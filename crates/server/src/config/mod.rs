mod audit;
mod executors;
mod ingest;
mod maintenance;
mod policy;
mod server;
mod telemetry;


pub use audit::*;
pub use executors::*;
pub use ingest::*;
pub use maintenance::*;
pub use policy::*;
pub use server::*;
pub use telemetry::*;

use std::path::Path;

use serde::Deserialize;

use crate::error::ServerError;

/// Top-level configuration for the Remedy server, loaded from a TOML file.
#[derive(Debug, Default, Deserialize)]
#[serde(deny_unknown_fields)]
pub struct RemedyConfig {
    /// HTTP server bind configuration.
    #[serde(default)]
    pub server: ServerConfig,
    /// Where the remediation policy document lives.
    #[serde(default)]
    pub policy: PolicySource,
    /// Audit sink selection.
    #[serde(default)]
    pub audit: AuditConfig,
    /// Issue ingestion queue and worker bounds.
    #[serde(default)]
    pub ingest: IngestConfig,
    /// Executor targets and notification transport.
    #[serde(default)]
    pub executors: ExecutorsConfig,
    /// Periodic cleanup of dedup entries, approvals, and requests.
    #[serde(default)]
    pub maintenance: MaintenanceConfig,
    /// Log output.
    #[serde(default)]
    pub telemetry: TelemetryConfig,
}

impl RemedyConfig {
    /// Parse a TOML document.
    pub fn parse(source: &str) -> Result<Self, ServerError> {
        toml::from_str(source).map_err(|e| ServerError::Config(format!("invalid config: {e}")))
    }

    /// Read `path`, or fall back to defaults when the file does not exist.
    pub fn load(path: &Path) -> Result<Self, ServerError> {
        if !path.exists() {
            return Ok(Self::default());
        }
        let source = std::fs::read_to_string(path)
            .map_err(|e| ServerError::Config(format!("{}: {e}", path.display())))?;
        Self::parse(&source)
    }
}
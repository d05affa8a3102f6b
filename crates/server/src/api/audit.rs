use axum::Json;
use axum::extract::{Query, State};
use remedy_audit::{AuditPage, AuditQuery};

use super::AppState;
use crate::error::ServerError;

/// `GET /v1/audit` -- query the audit trail.
pub async fn query(
    State(state): State<AppState>,
    Query(query): Query<AuditQuery>,
) -> Result<Json<AuditPage>, ServerError> {
    Ok(Json(state.orchestrator.query_audit(&query).await?))
}
mod store;

pub use store::MemoryAuditSink;
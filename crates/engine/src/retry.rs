use std::time::Duration;

use remedy_core::RetrySettings;

/// Retry budget for guarded calls.
///
/// Attempt `n` (1-based) that fails with a retryable error is followed by a
/// pause of `retry_delay * n` before the next attempt.
#[derive(Debug, Clone, Copy, PartialEq, Eq)]
pub struct RetryPolicy {
    /// Retries after the first attempt.
    pub max_retries: u32,
    pub retry_delay: Duration,
    /// Upper bound on one attempt; an attempt that runs longer counts as a
    /// timeout failure.
    pub attempt_timeout: Duration,
}

impl RetryPolicy {
    /// Total attempts a closed circuit allows for one call.
    pub fn max_attempts(&self) -> u32 {
        self.max_retries.saturating_add(1)
    }

    /// Pause after the failed attempt number `attempt` (1-based).
    pub fn delay_for(&self, attempt: u32) -> Duration {
        self.retry_delay.saturating_mul(attempt)
    }
}

impl Default for RetryPolicy {
    fn default() -> Self {
        Self::from(&RetrySettings::default())
    }
}

impl From<&RetrySettings> for RetryPolicy {
    fn from(settings: &RetrySettings) -> Self {
        Self {
            max_retries: settings.max_retries,
            retry_delay: Duration::from_millis(settings.retry_delay_ms),
            attempt_timeout: Duration::from_millis(settings.attempt_timeout_ms),
        }
    }
}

> **PROBLEM REQUIREMENTS**
Each record must be reproduced exactly, with nothing missing.

> **REPLY TO THE EXERCISE**
filename crates/server/src/config/mod.rs
mod audit;
mod executors;
mod ingest;
mod maintenance;
mod policy;
mod server;
mod telemetry;


pub use audit::*;
pub use executors::*;
pub use ingest::*;
pub use maintenance::*;
pub use policy::*;
pub use server::*;
pub use telemetry::*;

use std::path::Path;

use serde::Deserialize;

use crate::error::ServerError;

/// Top-level configuration for the Remedy server, loaded from a TOML file.
#[derive(Debug, Default, Deserialize)]
#[serde(deny_unknown_fields)]
pub struct RemedyConfig {
    /// HTTP server bind configuration.
    #[serde(default)]
    pub server: ServerConfig,
    /// Where the remediation policy document lives.
    #[serde(default)]
    pub policy: PolicySource,
    /// Audit sink selection.
    #[serde(default)]
    pub audit: AuditConfig,
    /// Issue ingestion queue and worker bounds.
    #[serde(default)]
    pub ingest: IngestConfig,
    /// Executor targets and notification transport.
    #[serde(default)]
    pub executors: ExecutorsConfig,
    /// Periodic cleanup of dedup entries, approvals, and requests.
    #[serde(default)]
    pub maintenance: MaintenanceConfig,
    /// Log output.
    #[serde(default)]
    pub telemetry: TelemetryConfig,
}

impl RemedyConfig {
    /// Parse a TOML document.
    pub fn parse(source: &str) -> Result<Self, ServerError> {
        toml::from_str(source).map_err(|e| ServerError::Config(format!("invalid config: {e}")))
    }

    /// Read `path`, or fall back to defaults when the file does not exist.
    pub fn load(path: &Path) -> Result<Self, ServerError> {
        if !path.exists() {
            return Ok(Self::default());
        }
        let source = std::fs::read_to_string(path)
            .map_err(|e| ServerError::Config(format!("{}: {e}", path.display())))?;
        Self::parse(&source)
    }
}
repository d05affa8a3102f6b
filename crates/server/src/api/audit.rs
use axum::Json;
use axum::extract::{Query, State};
use remedy_audit::{AuditPage, AuditQuery};

use super::AppState;
use crate::error::ServerError;

/// `GET /v1/audit` -- query the audit trail.
pub async fn query(
    State(state): State<AppState>,
    Query(query): Query<AuditQuery>,
) -> Result<Json<AuditPage>, ServerError> {
    Ok(Json(state.orchestrator.query_audit(&query).await?))
}
mod store;

pub use store::MemoryAuditSink;
filename crates/engine/src/retry.rs
use std::time::Duration;

use remedy_core::RetrySettings;

/// Retry budget for guarded calls.
///
/// Attempt `n` (1-based) that fails with a retryable error is followed by a
/// pause of `retry_delay * n` before the next attempt.
#[derive(Debug, Clone, Copy, PartialEq, Eq)]
pub struct RetryPolicy {
    /// Retries after the first attempt.
    pub max_retries: u32,
    pub retry_delay: Duration,
    /// Upper bound on one attempt; an attempt that runs longer counts as a
    /// timeout failure.
    pub attempt_timeout: Duration,
}

impl RetryPolicy {
    /// Total attempts a closed circuit allows for one call.
    pub fn max_attempts(&self) -> u32 {
        self.max_retries.saturating_add(1)
    }

    /// Pause after the failed attempt number `attempt` (1-based).
    pub fn delay_for(&self, attempt: u32) -> Duration {
        self.retry_delay.saturating_mul(attempt)
    }
}

impl Default for RetryPolicy {
    fn default() -> Self {
        Self::from(&RetrySettings::default())
    }
}

impl From<&RetrySettings> for RetryPolicy {
    fn from(settings: &RetrySettings) -> Self {
        Self {
            max_retries: settings.max_retries,
            retry_delay: Duration::from_millis(settings.retry_delay_ms),
            attempt_timeout: Duration::from_millis(settings.attempt_timeout_ms),
        }
    }
}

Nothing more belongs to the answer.